News this week of a sharp rise in German social spending has triggered warnings that the country won’t be able to afford its welfare state ad infinitum.
A government report predicted that social spending will reach €962 billion, or $1.13 billion, this year, up from €918 billion in 2016, and is set to rise above €1 trillion by 2021 as a result of various benefit increases enacted under Chancellor Angela Merkel.
Nearly 600,000 German jobs could be at risk by 2040 if social insurance contributions keep rising, according to a new study by the Prognos economic research institute. The study, commissioned by the Confederation of German Employers’ Associations and the Bavarian business federation VBW, said that without cutbacks, social contributions will increase from about 40 percent of wages today to 48.8 percent by 2040.

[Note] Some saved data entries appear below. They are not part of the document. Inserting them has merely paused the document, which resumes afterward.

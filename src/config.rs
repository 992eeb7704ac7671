use crate::error::ConfigError;
use serde::Deserialize;
use std::path::{Path, PathBuf};
use std::time::Duration;

/// 程序配置文件
#[derive(Clone, Debug, Deserialize)]
#[serde(default)]
pub struct Config {
    /// 登录页地址
    pub login_url: String,
    /// 浏览器调试端口；设置后连接已有浏览器，而不是启动新浏览器
    pub browser_debug_port: Option<u16>,
    /// 是否无头模式
    pub headless: bool,
    /// 浏览器可执行文件路径
    pub browser_executable: Option<PathBuf>,
    /// 下载文件存放目录
    pub output_dir: PathBuf,
    /// 检查点存放目录
    pub checkpoint_dir: PathBuf,
    /// 输出日志文件
    pub output_log_file: String,
    /// 是否显示详细日志
    pub verbose_logging: bool,
    // --- UI 驱动 ---
    /// 单次 UI 调用超时（毫秒）
    pub step_timeout_ms: u64,
    /// 瞬时错误的最大尝试次数
    pub retry_attempts: u32,
    /// 两次尝试之间的等待（毫秒）
    pub retry_backoff_ms: u64,
    /// 点击之后等待页面稳定（毫秒）
    pub ui_settle_ms: u64,
    /// 日历导航最大步数（不超过 36）
    pub max_navigation_steps: u32,
    // --- 导出关联 ---
    pub poll_interval_secs: u64,
    pub correlation_initial_delay_secs: u64,
    pub correlation_max_wait_minutes: u64,
    pub correlation_tolerance_minutes: i64,
    pub download_timeout_secs: u64,
    /// 自定义税种目录（TOML）
    pub catalog_file: Option<PathBuf>,
    /// 启动时删除已完成会话的检查点
    pub prune_completed_checkpoints: bool,
}

impl Default for Config {
    fn default() -> Self {
        Self {
            login_url: "https://auth.afip.gob.ar/contribuyente_/login.xhtml".to_string(),
            browser_debug_port: None,
            headless: false,
            browser_executable: None,
            output_dir: PathBuf::from("output"),
            checkpoint_dir: PathBuf::from("output").join("checkpoints"),
            output_log_file: "output.txt".to_string(),
            verbose_logging: false,
            step_timeout_ms: 20_000,
            retry_attempts: 3,
            retry_backoff_ms: 1_000,
            ui_settle_ms: 500,
            max_navigation_steps: 36,
            poll_interval_secs: 10,
            correlation_initial_delay_secs: 5,
            correlation_max_wait_minutes: 10,
            correlation_tolerance_minutes: 5,
            download_timeout_secs: 30,
            catalog_file: None,
            prune_completed_checkpoints: false,
        }
    }
}

impl Config {
    /// 默认值 + 环境变量覆盖
    pub fn from_env() -> Self {
        Self::default().with_env_overrides()
    }

    /// 读取 TOML 配置文件（`PORTAL_CONFIG`，默认 `config.toml`，不存在则跳过），再应用环境变量覆盖
    pub fn load() -> Result<Self, ConfigError> {
        let path = std::env::var("PORTAL_CONFIG").unwrap_or_else(|_| "config.toml".to_string());
        let path = Path::new(&path);
        let base = if path.exists() {
            Self::from_file(path)?
        } else {
            Self::default()
        };
        Ok(base.with_env_overrides())
    }

    pub fn from_file(path: &Path) -> Result<Self, ConfigError> {
        let content = std::fs::read_to_string(path).map_err(|source| ConfigError::Read {
            path: path.to_path_buf(),
            source,
        })?;
        toml::from_str(&content).map_err(|source| ConfigError::Parse {
            path: path.to_path_buf(),
            source,
        })
    }

    fn with_env_overrides(self) -> Self {
        let default = self;
        Self {
            login_url: std::env::var("LOGIN_URL").unwrap_or(default.login_url),
            browser_debug_port: env_parse("BROWSER_DEBUG_PORT").or(default.browser_debug_port),
            headless: env_parse("HEADLESS").unwrap_or(default.headless),
            browser_executable: std::env::var("BROWSER_EXECUTABLE")
                .ok()
                .map(PathBuf::from)
                .or(default.browser_executable),
            output_dir: std::env::var("OUTPUT_DIR")
                .map(PathBuf::from)
                .unwrap_or(default.output_dir),
            checkpoint_dir: std::env::var("CHECKPOINT_DIR")
                .map(PathBuf::from)
                .unwrap_or(default.checkpoint_dir),
            output_log_file: std::env::var("OUTPUT_LOG_FILE").unwrap_or(default.output_log_file),
            verbose_logging: env_parse("VERBOSE_LOGGING").unwrap_or(default.verbose_logging),
            step_timeout_ms: env_parse("STEP_TIMEOUT_MS").unwrap_or(default.step_timeout_ms),
            retry_attempts: env_parse("RETRY_ATTEMPTS").unwrap_or(default.retry_attempts),
            retry_backoff_ms: env_parse("RETRY_BACKOFF_MS").unwrap_or(default.retry_backoff_ms),
            ui_settle_ms: env_parse("UI_SETTLE_MS").unwrap_or(default.ui_settle_ms),
            max_navigation_steps: env_parse("MAX_NAVIGATION_STEPS")
                .unwrap_or(default.max_navigation_steps),
            poll_interval_secs: env_parse("POLL_INTERVAL_SECS")
                .unwrap_or(default.poll_interval_secs),
            correlation_initial_delay_secs: env_parse("CORRELATION_INITIAL_DELAY_SECS")
                .unwrap_or(default.correlation_initial_delay_secs),
            correlation_max_wait_minutes: env_parse("CORRELATION_MAX_WAIT_MINUTES")
                .unwrap_or(default.correlation_max_wait_minutes),
            correlation_tolerance_minutes: env_parse("CORRELATION_TOLERANCE_MINUTES")
                .unwrap_or(default.correlation_tolerance_minutes),
            download_timeout_secs: env_parse("DOWNLOAD_TIMEOUT_SECS")
                .unwrap_or(default.download_timeout_secs),
            catalog_file: std::env::var("CATALOG_FILE")
                .ok()
                .map(PathBuf::from)
                .or(default.catalog_file),
            prune_completed_checkpoints: env_parse("PRUNE_COMPLETED_CHECKPOINTS")
                .unwrap_or(default.prune_completed_checkpoints),
        }
    }

    pub fn retry_policy(&self) -> RetryPolicy {
        RetryPolicy {
            max_attempts: self.retry_attempts.max(1),
            backoff: Duration::from_millis(self.retry_backoff_ms),
        }
    }

    pub fn correlation_policy(&self) -> CorrelationPolicy {
        CorrelationPolicy {
            poll_interval: Duration::from_secs(self.poll_interval_secs),
            initial_delay: Duration::from_secs(self.correlation_initial_delay_secs),
            max_wait_minutes: self.correlation_max_wait_minutes,
            tolerance_minutes: self.correlation_tolerance_minutes,
            download_timeout: Duration::from_secs(self.download_timeout_secs),
        }
    }

    pub fn step_timeout(&self) -> Duration {
        Duration::from_millis(self.step_timeout_ms)
    }

    pub fn ui_settle(&self) -> Duration {
        Duration::from_millis(self.ui_settle_ms)
    }
}

fn env_parse<T: std::str::FromStr>(name: &str) -> Option<T> {
    std::env::var(name).ok().and_then(|v| v.parse().ok())
}

/// 瞬时 UI 错误的有限重试策略
#[derive(Clone, Copy, Debug, PartialEq, Eq)]
pub struct RetryPolicy {
    pub max_attempts: u32,
    pub backoff: Duration,
}

impl RetryPolicy {
    /// 不等待，适合测试
    pub fn immediate(max_attempts: u32) -> Self {
        Self {
            max_attempts: max_attempts.max(1),
            backoff: Duration::ZERO,
        }
    }
}

impl Default for RetryPolicy {
    fn default() -> Self {
        Config::default().retry_policy()
    }
}

/// 导出关联的轮询策略
///
/// 以配置注入，将来门户提供事件通知时可以整体替换。
#[derive(Clone, Copy, Debug, PartialEq, Eq)]
pub struct CorrelationPolicy {
    pub poll_interval: Duration,
    pub initial_delay: Duration,
    pub max_wait_minutes: u64,
    pub tolerance_minutes: i64,
    pub download_timeout: Duration,
}

impl CorrelationPolicy {
    /// `max_wait_minutes` 对应的轮询次数（至少 1 次）
    pub fn attempts_for(&self, max_wait_minutes: u64) -> u32 {
        let interval_secs = self.poll_interval.as_secs().max(1);
        let attempts = max_wait_minutes.saturating_mul(60) / interval_secs;
        u32::try_from(attempts).unwrap_or(u32::MAX).max(1)
    }
}

impl Default for CorrelationPolicy {
    fn default() -> Self {
        Config::default().correlation_policy()
    }
}

#[cfg(test)]
mod tests {
    use super::*;
    use std::io::Write;

    #[test]
    fn test_default_attempts_are_six_per_minute() {
        let policy = CorrelationPolicy::default();
        assert_eq!(policy.attempts_for(10), 60);
        assert_eq!(policy.attempts_for(0), 1);
    }

    #[test]
    fn test_zero_interval_does_not_divide_by_zero() {
        let policy = CorrelationPolicy {
            poll_interval: Duration::ZERO,
            ..CorrelationPolicy::default()
        };
        assert_eq!(policy.attempts_for(1), 60);
    }

    #[test]
    fn test_from_file_keeps_defaults_for_missing_keys() {
        let mut file = tempfile::NamedTempFile::new().unwrap();
        writeln!(file, "headless = true\npoll_interval_secs = 15").unwrap();

        let config = Config::from_file(file.path()).unwrap();
        assert!(config.headless);
        assert_eq!(config.poll_interval_secs, 15);
        assert_eq!(config.max_navigation_steps, 36);
    }

    #[test]
    fn test_from_file_reports_parse_error() {
        let mut file = tempfile::NamedTempFile::new().unwrap();
        writeln!(file, "headless = \"maybe\"").unwrap();
        assert!(matches!(
            Config::from_file(file.path()),
            Err(ConfigError::Parse { .. })
        ));
    }
}
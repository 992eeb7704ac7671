use crate::error::{DriverError, DriverResult};
use chromiumoxide::{Browser, Page};
use futures::StreamExt;
use tokio::task::JoinHandle;
use tokio::time::sleep;
use tracing::{debug, error, info};

/// 连接到已打开调试端口的浏览器，并新建一个页面
///
/// 浏览器本身不归我们管理，关闭会话时不会关闭它。
pub async fn connect_to_browser_and_page(
    port: u16,
    target_url: Option<&str>,
) -> DriverResult<(Browser, Page, JoinHandle<()>)> {
    let browser_url = format!("http://localhost:{}", port);
    info!("正在连接到浏览器: {}", browser_url);

    let (browser, mut handler) = Browser::connect(&browser_url).await.map_err(|e| {
        error!("连接浏览器失败: {}", e);
        DriverError::SessionLost {
            reason: format!("无法连接 {}: {}", browser_url, e),
        }
    })?;
    debug!("浏览器连接成功");

    // 在后台处理浏览器事件
    let handler_task = tokio::spawn(async move {
        while let Some(h) = handler.next().await {
            if h.is_err() {
                break;
            }
        }
    });

    // 添加短暂延迟以等待浏览器状态同步
    sleep(tokio::time::Duration::from_millis(300)).await;

    let page = browser.new_page("about:blank").await.map_err(|e| {
        error!("创建新页面失败: {}", e);
        e
    })?;

    if let Some(url) = target_url {
        debug!("导航到: {}", url);
        page.goto(url).await.map_err(|e| {
            error!("导航到 {} 失败: {}", url, e);
            e
        })?;
        info!("已导航到: {}", url);
    }

    Ok((browser, page, handler_task))
}
use crate::config::Config;
use crate::driver::ChromiumDriver;
use crate::models::{load_catalog, Catalog, DateRange, Secret, WorkPlan};
use crate::orchestrator::{BatchOrchestrator, BatchResult, StopSignal};
use crate::services::CheckpointStore;
use crate::utils::logging::{append_log_line, init_log_file, log_startup, print_final_stats};
use crate::workflow::ExportFlow;
use anyhow::{Context, Result};
use tracing::{error, info, warn};

/// 恢复方式
#[derive(Debug, Clone, PartialEq, Eq)]
pub enum ResumeChoice {
    /// 总是新建会话
    Fresh,
    /// 恢复与本次计划匹配、最近更新的会话
    Latest,
    /// 恢复指定会话
    Session(String),
}

impl ResumeChoice {
    /// `latest` / 会话 ID / 空
    pub fn parse(value: Option<&str>) -> Self {
        match value.map(str::trim) {
            None | Some("") => ResumeChoice::Fresh,
            Some(v) if v.eq_ignore_ascii_case("latest") => ResumeChoice::Latest,
            Some(v) => ResumeChoice::Session(v.to_string()),
        }
    }
}

/// 一次运行的参数
#[derive(Debug, Clone)]
pub struct RunRequest {
    pub login_identity: String,
    pub secret: Secret,
    pub target_identity: String,
    pub date_range: DateRange,
    /// 单项模式的事项 key；为空时处理整个目录
    pub item_key: Option<String>,
    pub resume: ResumeChoice,
}

impl RunRequest {
    /// 从环境变量读取运行参数
    ///
    /// `PORTAL_LOGIN_ID`、`PORTAL_SECRET`、`PORTAL_TARGET_ID`（默认同登录 CUIT）、
    /// `DATE_FROM`、`DATE_TO`、`TAX_CODE`（可选）、`RESUME`（可选）
    pub fn from_env() -> Result<Self> {
        let login_identity = required_env("PORTAL_LOGIN_ID")?;
        let secret = Secret::new(required_env("PORTAL_SECRET")?)?;
        let target_identity =
            std::env::var("PORTAL_TARGET_ID").unwrap_or_else(|_| login_identity.clone());
        let date_range = DateRange::parse(&required_env("DATE_FROM")?, &required_env("DATE_TO")?)?;
        let item_key = std::env::var("TAX_CODE").ok().filter(|v| !v.trim().is_empty());
        let resume = ResumeChoice::parse(std::env::var("RESUME").ok().as_deref());

        Ok(Self {
            login_identity: login_identity.trim().to_string(),
            secret,
            target_identity: target_identity.trim().to_string(),
            date_range,
            item_key,
            resume,
        })
    }

    /// 构建并校验工作计划
    pub fn plan(&self, catalog: &Catalog) -> Result<WorkPlan> {
        let plan = match &self.item_key {
            Some(key) => WorkPlan::single(
                catalog,
                key,
                self.date_range,
                &self.login_identity,
                &self.target_identity,
            )?,
            None => WorkPlan::batch(
                catalog,
                self.date_range,
                &self.login_identity,
                &self.target_identity,
            )?,
        };
        Ok(plan)
    }
}

fn required_env(name: &str) -> Result<String> {
    std::env::var(name).with_context(|| format!("缺少环境变量 {}", name))
}

/// 应用主结构
pub struct App {
    config: Config,
    catalog: Catalog,
    store: CheckpointStore,
}

impl App {
    /// 初始化应用
    pub async fn initialize(config: Config) -> Result<Self> {
        // 初始化日志文件
        init_log_file(&config.output_log_file)
            .with_context(|| format!("无法创建日志文件 {}", config.output_log_file))?;

        let catalog = load_catalog(config.catalog_file.as_deref()).await?;
        let store = CheckpointStore::in_dir(&config.checkpoint_dir);

        if config.prune_completed_checkpoints {
            store.prune_completed()?;
        }
        if let Some(latest) = store.find_latest_resumable()? {
            info!(
                "💡 发现未完成的会话 {} (登录 {}, 代理 {}, {}, 已完成 {} 项)，设置 RESUME=latest 可继续",
                latest.session_id,
                latest.login_identity,
                latest.target_identity,
                latest.date_range,
                latest.completed_keys.len()
            );
        }

        Ok(Self {
            config,
            catalog,
            store,
        })
    }

    /// 运行应用主逻辑
    pub async fn run(self, request: RunRequest) -> Result<BatchResult> {
        let plan = request.plan(&self.catalog)?;
        log_startup(
            &plan.login_identity,
            &plan.target_identity,
            &plan.date_range.to_string(),
        );

        let resume_id = match &request.resume {
            ResumeChoice::Fresh => None,
            ResumeChoice::Session(id) => Some(id.clone()),
            ResumeChoice::Latest => {
                let found = self.store.find_resumable(&plan)?.map(|r| r.session_id);
                if found.is_none() {
                    warn!("⚠️ 没有可恢复的会话，将新建会话");
                }
                found
            }
        };

        let flow = ExportFlow::new(&self.config)?;
        let driver = ChromiumDriver::from_config(&self.config);
        let stop = StopSignal::new();
        spawn_ctrl_c_handler(stop.clone());

        let log_file = self.config.output_log_file.clone();
        let orchestrator =
            BatchOrchestrator::new(driver, self.store, flow).with_stop_signal(stop);
        let result = orchestrator
            .run(&plan, &request.secret, resume_id.as_deref())
            .await?;

        write_summary(&log_file, &result);
        let failed = result.failed_variants();
        print_final_stats(
            result.artifact_paths.len(),
            failed.len(),
            result.status.as_str(),
            &log_file,
        );
        if result.stopped {
            warn!(
                "⏹️ 运行已停止，可用 RESUME={} 继续",
                result.session_id
            );
        }

        Ok(result)
    }
}

/// 第一次 Ctrl+C 只请求在事项之间停止
fn spawn_ctrl_c_handler(stop: StopSignal) {
    tokio::spawn(async move {
        if tokio::signal::ctrl_c().await.is_ok() {
            warn!("⏹️ 收到 Ctrl+C，当前事项完成后停止...");
            stop.request();
        }
    });
}

fn write_summary(log_file: &str, result: &BatchResult) {
    let mut lines = vec![format!(
        "会话 {} - 状态 {} - 事项 {}/{} - 文件 {} 个",
        result.session_id,
        result.status,
        result.completed_count,
        result.total_count,
        result.artifact_paths.len()
    )];
    lines.extend(
        result
            .artifact_paths
            .iter()
            .enumerate()
            .map(|(i, path)| format!("  {}. {}", i + 1, path.display())),
    );
    lines.extend(
        result
            .failed_variants()
            .into_iter()
            .map(|(key, variant, reason)| format!("  ❌ {} {}: {}", key, variant, reason)),
    );

    for line in lines {
        if let Err(e) = append_log_line(log_file, &line) {
            error!("写入日志文件失败: {}", e);
            return;
        }
    }
}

A big factor is the aging population, which creates fewer contributors and more benefit recipients. The study said contributions could even reach 55.5 percent if the costs of healthcare and nursing accelerate.
“We’ve reached a point at which that’s no longer sustainable,” said Michael Fuchs, a senior lawmaker for her Christian Democratic Union (CDU) party. He said more than half the federal budget was now devoted to social spending.
These rising non-wage labor costs will lessen Germany’s economic competitiveness and reduce consumer spending, the study concluded.
“If social spending rises faster than economic output, that can’t work in the long run,” said Reinhold von Eben-Worlée, the president of Die Familienunternehmer, an association of family-owned businesses.